Public health is not CPS ( I am an RN for my local heath dept), they more then likely are trying to do a follow up for your DD2 and assess the lead situation. I would line out what you can, so put up the pack and play because every nurse is different and we are mandated reporters for abuse. not that cosleeping is abuse in my book obviously but every nurse considers different things to be "out there".Not vaxing doesn't bat an eye with me but then again I'm not your average public health nurse. Get an appointment scheduled for a WBV so if they ask, you can say we are going in on x date, with vaxing, "we are following a modified schedule per our pedi". And as far as the apartment goes, do you have to say you are renting? Can you just say you live with MIL, as in the kitchen you use several times a day is upstairs, and you just sleep downstairs? I don't know how strict they are on legal vs. illegal places to reside.

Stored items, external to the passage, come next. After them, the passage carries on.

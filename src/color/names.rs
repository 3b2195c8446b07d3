/// CSS color keywords and their `#rrggbb` values, sorted by name for binary search.
pub(crate) static NAMES_TO_HEX: &[(&str, &str)] = &[
	("aliceblue", "#f0f8ff"),
	("antiquewhite", "#faebd7"),
	("aqua", "#00ffff"),
	("aquamarine", "#7fffd4"),
	("azure", "#f0ffff"),
	("beige", "#f5f5dc"),
	("bisque", "#ffe4c4"),
	("black", "#000000"),
	("blanchedalmond", "#ffebcd"),
	("blue", "#0000ff"),
	("blueviolet", "#8a2be2"),
	("brown", "#a52a2a"),
	("burlywood", "#deb887"),
	("cadetblue", "#5f9ea0"),
	("chartreuse", "#7fff00"),
	("chocolate", "#d2691e"),
	("coral", "#ff7f50"),
	("cornflowerblue", "#6495ed"),
	("cornsilk", "#fff8dc"),
	("crimson", "#dc143c"),
	("cyan", "#00ffff"),
	("darkblue", "#00008b"),
	("darkcyan", "#008b8b"),
	("darkgoldenrod", "#b8860b"),
	("darkgray", "#a9a9a9"),
	("darkgreen", "#006400"),
	("darkgrey", "#a9a9a9"),
	("darkkhaki", "#bdb76b"),
	("darkmagenta", "#8b008b"),
	("darkolivegreen", "#556b2f"),
	("darkorange", "#ff8c00"),
	("darkorchid", "#9932cc"),
	("darkred", "#8b0000"),
	("darksalmon", "#e9967a"),
	("darkseagreen", "#8fbc8f"),
	("darkslateblue", "#483d8b"),
	("darkslategray", "#2f4f4f"),
	("darkslategrey", "#2f4f4f"),
	("darkturquoise", "#00ced1"),
	("darkviolet", "#9400d3"),
	("deeppink", "#ff1493"),
	("deepskyblue", "#00bfff"),
	("dimgray", "#696969"),
	("dimgrey", "#696969"),
	("dodgerblue", "#1e90ff"),
	("firebrick", "#b22222"),
	("floralwhite", "#fffaf0"),
	("forestgreen", "#228b22"),
	("fuchsia", "#ff00ff"),
	("gainsboro", "#dcdcdc"),
	("ghostwhite", "#f8f8ff"),
	("gold", "#ffd700"),
	("goldenrod", "#daa520"),
	("gray", "#808080"),
	("green", "#008000"),
	("greenyellow", "#adff2f"),
	("grey", "#808080"),
	("honeydew", "#f0fff0"),
	("hotpink", "#ff69b4"),
	("indianred", "#cd5c5c"),
	("indigo", "#4b0082"),
	("ivory", "#fffff0"),
	("khaki", "#f0e68c"),
	("lavender", "#e6e6fa"),
	("lavenderblush", "#fff0f5"),
	("lawngreen", "#7cfc00"),
	("lemonchiffon", "#fffacd"),
	("lightblue", "#add8e6"),
	("lightcoral", "#f08080"),
	("lightcyan", "#e0ffff"),
	("lightgoldenrodyellow", "#fafad2"),
	("lightgray", "#d3d3d3"),
	("lightgreen", "#90ee90"),
	("lightgrey", "#d3d3d3"),
	("lightpink", "#ffb6c1"),
	("lightsalmon", "#ffa07a"),
	("lightseagreen", "#20b2aa"),
	("lightskyblue", "#87cefa"),
	("lightslategray", "#778899"),
	("lightslategrey", "#778899"),
	("lightsteelblue", "#b0c4de"),
	("lightyellow", "#ffffe0"),
	("lime", "#00ff00"),
	("limegreen", "#32cd32"),
	("linen", "#faf0e6"),
	("magenta", "#ff00ff"),
	("maroon", "#800000"),
	("mediumaquamarine", "#66cdaa"),
	("mediumblue", "#0000cd"),
	("mediumorchid", "#ba55d3"),
	("mediumpurple", "#9370d8"),
	("mediumseagreen", "#3cb371"),
	("mediumslateblue", "#7b68ee"),
	("mediumspringgreen", "#00fa9a"),
	("mediumturquoise", "#48d1cc"),
	("mediumvioletred", "#c71585"),
	("midnightblue", "#191970"),
	("mintcream", "#f5fffa"),
	("mistyrose", "#ffe4e1"),
	("moccasin", "#ffe4b5"),
	("navajowhite", "#ffdead"),
	("navy", "#000080"),
	("oldlace", "#fdf5e6"),
	("olive", "#808000"),
	("olivedrab", "#6b8e23"),
	("orange", "#ffa500"),
	("orangered", "#ff4500"),
	("orchid", "#da70d6"),
	("palegoldenrod", "#eee8aa"),
	("palegreen", "#98fb98"),
	("paleturquoise", "#afeeee"),
	("palevioletred", "#d87093"),
	("papayawhip", "#ffefd5"),
	("peachpuff", "#ffdab9"),
	("peru", "#cd853f"),
	("pink", "#ffc0cb"),
	("plum", "#dda0dd"),
	("powderblue", "#b0e0e6"),
	("purple", "#800080"),
	("red", "#ff0000"),
	("rosybrown", "#bc8f8f"),
	("royalblue", "#4169e1"),
	("saddlebrown", "#8b4513"),
	("salmon", "#fa8072"),
	("sandybrown", "#f4a460"),
	("seagreen", "#2e8b57"),
	("seashell", "#fff5ee"),
	("sienna", "#a0522d"),
	("silver", "#c0c0c0"),
	("skyblue", "#87ceeb"),
	("slateblue", "#6a5acd"),
	("slategray", "#708090"),
	("slategrey", "#708090"),
	("snow", "#fffafa"),
	("springgreen", "#00ff7f"),
	("steelblue", "#4682b4"),
	("tan", "#d2b48c"),
	("teal", "#008080"),
	("thistle", "#d8bfd8"),
	("tomato", "#ff6347"),
	("turquoise", "#40e0d0"),
	("violet", "#ee82ee"),
	("wheat", "#f5deb3"),
	("white", "#ffffff"),
	("whitesmoke", "#f5f5f5"),
	("yellow", "#ffff00"),
	("yellowgreen", "#9acd32"),
];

Here we are often just happy a family has a place to stay regardless of where it is.


----------



## fancyoats (Jun 12, 2008)

i'l just echo the pps and say that the dept of health and cps are not the same thing. my dd had high lead levels at her first screening (in our state it is mandatory to screen yearly up to the age of 6) and the social workers who came were super nice, they just wanted to give me a bunch of info and help to determine what the source of the lead was in the environment (windows, doors, paint, furniture, soil, etc -- in our case, it ended up being the paint on our ancient refrigerator from the 60s which we immediately replaced), and nutritional info to help protect against further exposure (load her diet up with iron and calcium vit c/d/magnesium to help absorption, etc -- they might also recommend a supplement). they also had me look at a big long list of stuff (toys, jewelry) that had been recalled due to lead to see if we had any of that stuff.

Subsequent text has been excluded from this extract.